- **Exercise requirements**: Stop after the line that contains "let m = pot.contribution;"; until then, restate each line of the entries word for word from the very first.

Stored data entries
_ _ _ _ _ _ _
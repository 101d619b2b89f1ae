//! Settlement engine.
//!
//! Computes the financial outcome of winning the pot at a given round and
//! scans all rounds for the most favorable one. Pure functions over a pot
//! and a bid snapshot — no storage access, no logging, no side effects.

use rust_decimal::Decimal;

use crate::types::{BidBook, HuiError, Metric, Pot, Settlement};

/// Settle a win at round `k` (1-based).
///
/// With M = contribution, N = legs, D = fee, and `T_k` the bid recorded at
/// round k (0 if absent):
///
/// ```text
/// payout(k)  = (k−1)·M + (N−k)·(M − T_k) − D
/// paid(k)    = Σ_{j<k} (M − T_j)
/// profit(k)  = payout(k) − paid(k)
/// roi(k)     = profit(k) / (paid(k) if paid(k) > 0 else M)
/// ```
///
/// Earlier rounds contribute the full M each; the `(N−k)` future
/// contributors each pay the discounted `M − T_k`; the fee comes off once.
pub fn settle_at(pot: &Pot, bids: &BidBook, k: u32) -> Result<Settlement, HuiError> {
    if k < 1 || k > pot.legs {
        return Err(HuiError::Range {
            round: k,
            legs: pot.legs,
        });
    }

    let m = pot.contribution;
    let n = pot.legs as i64;
    let ki = k as i64;

    let winning_bid = bids.bid_at(k);
    let payout = (ki - 1) * m + (n - ki) * (m - winning_bid) - pot.fee();

    // Net contribution over all prior rounds; missing bids count as 0.
    let paid_so_far: i64 = (1..k).map(|j| m - bids.bid_at(j)).sum();

    let profit = payout - paid_so_far;
    let base = if paid_so_far > 0 { paid_so_far } else { m };
    let roi = if base == 0 {
        Decimal::ZERO
    } else {
        Decimal::from(profit) / Decimal::from(base)
    };

    Ok(Settlement {
        round: k,
        payout,
        paid_so_far,
        profit,
        roi,
    })
}

/// Scan rounds 1..=N and return the settlement maximizing `metric`.
///
/// Strict `>` comparison: on ties the lowest round index wins, so
/// recommendations are reproducible. N is bounded by practical group
/// sizes (tens), so the per-round rescan of prior contributions stays
/// cheap.
pub fn best_round(pot: &Pot, bids: &BidBook, metric: Metric) -> Result<Settlement, HuiError> {
    let mut best = settle_at(pot, bids, 1)?;
    for k in 2..=pot.legs {
        let candidate = settle_at(pot, bids, k)?;
        if metric_value(&candidate, metric) > metric_value(&best, metric) {
            best = candidate;
        }
    }
    Ok(best)
}

fn metric_value(s: &Settlement, metric: Metric) -> Decimal {
    match metric {
        Metric::Roi => s.roi,
        Metric::Profit => Decimal::from(s.profit),
    }
}

// ---------------------------------------------------------------------------
// Tests
// ---------------------------------------------------------------------------

#[cfg(test)]
mod tests {
    use super::*;
    use crate::types::{NewPot, Period};
    use chrono::NaiveDate;
    use rust_decimal_macros::dec;

    fn make_pot(legs: u32, contribution: i64, fee_pct: Decimal) -> Pot {
        Pot::create(NewPot {
            name: "test".to_string(),
            period: Period::Monthly,
            start_date: NaiveDate::from_ymd_opt(2025, 1, 5).unwrap(),
            legs,
            contribution,
            floor_rate_pct: dec!(0),
            cap_rate_pct: dec!(100),
            fee_rate_pct: fee_pct,
        })
        .unwrap()
    }

    fn book(entries: &[(u32, i64)]) -> BidBook {
        entries.iter().copied().collect()
    }

    // -- settle_at --

    #[test]
    fn test_first_round_no_bids() {
        // legs=12, M=5_000_000, fee=40%: payout = 11·M − 2_000_000
        let pot = make_pot(12, 5_000_000, dec!(40));
        let s = settle_at(&pot, &BidBook::new(), 1).unwrap();
        assert_eq!(s.paid_so_far, 0);
        assert_eq!(s.payout, 53_000_000);
        assert_eq!(s.profit, 53_000_000);
        // base falls back to M when nothing has been paid yet
        assert_eq!(s.roi, dec!(10.6));
    }

    #[test]
    fn test_last_round_future_term_vanishes() {
        let pot = make_pot(5, 1_000_000, dec!(0));
        // A bid at the last round has no remaining contributors to discount
        let bids = book(&[(5, 300_000)]);
        let s = settle_at(&pot, &bids, 5).unwrap();
        assert_eq!(s.payout, 4 * 1_000_000);
        assert_eq!(s.paid_so_far, 4 * 1_000_000);
        assert_eq!(s.profit, 0);
        assert_eq!(s.roi, Decimal::ZERO);
    }

    #[test]
    fn test_winning_bid_discounts_future_rounds() {
        let pot = make_pot(10, 1_000_000, dec!(0));
        let without = settle_at(&pot, &BidBook::new(), 3).unwrap();
        let with = settle_at(&pot, &book(&[(3, 100_000)]), 3).unwrap();
        // 7 future contributors each pay 100_000 less
        assert_eq!(without.payout - with.payout, 7 * 100_000);
        // prior rounds are untouched by the round-3 bid
        assert_eq!(without.paid_so_far, with.paid_so_far);
    }

    #[test]
    fn test_prior_bids_reduce_paid_so_far() {
        let pot = make_pot(10, 1_000_000, dec!(0));
        let bids = book(&[(1, 150_000), (2, 100_000)]);
        let s = settle_at(&pot, &bids, 4).unwrap();
        // rounds 1..3: (M−150k) + (M−100k) + (M−0)
        assert_eq!(s.paid_so_far, 850_000 + 900_000 + 1_000_000);
    }

    #[test]
    fn test_fee_deducted_once() {
        let with_fee = make_pot(10, 1_000_000, dec!(10));
        let no_fee = make_pot(10, 1_000_000, dec!(0));
        let a = settle_at(&with_fee, &BidBook::new(), 4).unwrap();
        let b = settle_at(&no_fee, &BidBook::new(), 4).unwrap();
        assert_eq!(b.payout - a.payout, 100_000);
    }

    #[test]
    fn test_roi_uses_paid_base_after_first_round() {
        let pot = make_pot(4, 1_000_000, dec!(0));
        let s = settle_at(&pot, &BidBook::new(), 3).unwrap();
        // paid = 2M, payout = 2M + 1M = 3M, profit = 1M, roi = 0.5
        assert_eq!(s.paid_so_far, 2_000_000);
        assert_eq!(s.profit, 1_000_000);
        assert_eq!(s.roi, dec!(0.5));
    }

    #[test]
    fn test_single_leg_pot() {
        let pot = make_pot(1, 1_000_000, dec!(10));
        let s = settle_at(&pot, &BidBook::new(), 1).unwrap();
        // no other participants: the "payout" is just the fee going out
        assert_eq!(s.payout, -100_000);
        assert_eq!(s.paid_so_far, 0);
        assert_eq!(s.roi, dec!(-0.1));
    }

    #[test]
    fn test_round_out_of_range() {
        let pot = make_pot(12, 1_000_000, dec!(0));
        assert!(matches!(
            settle_at(&pot, &BidBook::new(), 0),
            Err(HuiError::Range { round: 0, legs: 12 })
        ));
        assert!(matches!(
            settle_at(&pot, &BidBook::new(), 13),
            Err(HuiError::Range { round: 13, legs: 12 })
        ));
    }

    // -- best_round --

    #[test]
    fn test_best_profit_no_bids_is_first_round() {
        // With no bids the payout is flat across rounds while paid-in
        // grows, so profit strictly decreases with k.
        let pot = make_pot(12, 5_000_000, dec!(40));
        let best = best_round(&pot, &BidBook::new(), Metric::Profit).unwrap();
        assert_eq!(best.round, 1);
        assert_eq!(best.profit, 53_000_000);
    }

    #[test]
    fn test_best_roi_no_bids_is_first_round() {
        let pot = make_pot(12, 5_000_000, dec!(40));
        let best = best_round(&pot, &BidBook::new(), Metric::Roi).unwrap();
        assert_eq!(best.round, 1);
    }

    #[test]
    fn test_profit_tie_prefers_lower_round() {
        // N=2, M=100, no fee, T_1=50:
        //   profit(1) = payout(1) = 100−50 = 50
        //   profit(2) = 100 − (100−50) = 50
        let pot = make_pot(2, 100, dec!(0));
        let bids = book(&[(1, 50)]);
        let one = settle_at(&pot, &bids, 1).unwrap();
        let two = settle_at(&pot, &bids, 2).unwrap();
        assert_eq!(one.profit, two.profit);

        let best = best_round(&pot, &bids, Metric::Profit).unwrap();
        assert_eq!(best.round, 1);
    }

    #[test]
    fn test_metric_changes_winner() {
        // Same setup as the tie test: equal profit, but round 2's base is
        // the discounted 50 actually paid in, so its ROI is higher.
        let pot = make_pot(2, 100, dec!(0));
        let bids = book(&[(1, 50)]);
        let best = best_round(&pot, &bids, Metric::Roi).unwrap();
        assert_eq!(best.round, 2);
        assert_eq!(best.roi, dec!(1));
    }

    #[test]
    fn test_best_round_single_leg() {
        let pot = make_pot(1, 1_000_000, dec!(0));
        let best = best_round(&pot, &BidBook::new(), Metric::Roi).unwrap();
        assert_eq!(best.round, 1);
    }

    #[test]
    fn test_heavy_early_bids_favor_waiting() {
        // Big discounts on early rounds make paying in cheap; winning later
        // collects full contributions while having paid discounted ones.
        let pot = make_pot(6, 1_000_000, dec!(0));
        let bids = book(&[(1, 500_000), (2, 500_000), (3, 500_000)]);
        let best = best_round(&pot, &bids, Metric::Profit).unwrap();
        assert!(best.round > 1, "expected a later round, got {}", best.round);

        // And it agrees with an exhaustive scan
        let mut expect = settle_at(&pot, &bids, 1).unwrap();
        for k in 2..=6 {
            let s = settle_at(&pot, &bids, k).unwrap();
            if s.profit > expect.profit {
                expect = s;
            }
        }
        assert_eq!(best.round, expect.round);
    }
}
_ _ _ _ _ _ _
- **Exercise response**:
repository 101d619b2b89f1ae
//! Settlement engine.
//!
//! Computes the financial outcome of winning the pot at a given round and
//! scans all rounds for the most favorable one. Pure functions over a pot
//! and a bid snapshot — no storage access, no logging, no side effects.

use rust_decimal::Decimal;

use crate::types::{BidBook, HuiError, Metric, Pot, Settlement};

/// Settle a win at round `k` (1-based).
///
/// With M = contribution, N = legs, D = fee, and `T_k` the bid recorded at
/// round k (0 if absent):
///
/// ```text
/// payout(k)  = (k−1)·M + (N−k)·(M − T_k) − D
/// paid(k)    = Σ_{j<k} (M − T_j)
/// profit(k)  = payout(k) − paid(k)
/// roi(k)     = profit(k) / (paid(k) if paid(k) > 0 else M)
/// ```
///
/// Earlier rounds contribute the full M each; the `(N−k)` future
/// contributors each pay the discounted `M − T_k`; the fee comes off once.
pub fn settle_at(pot: &Pot, bids: &BidBook, k: u32) -> Result<Settlement, HuiError> {
    if k < 1 || k > pot.legs {
        return Err(HuiError::Range {
            round: k,
            legs: pot.legs,
        });
    }

    let m = pot.contribution;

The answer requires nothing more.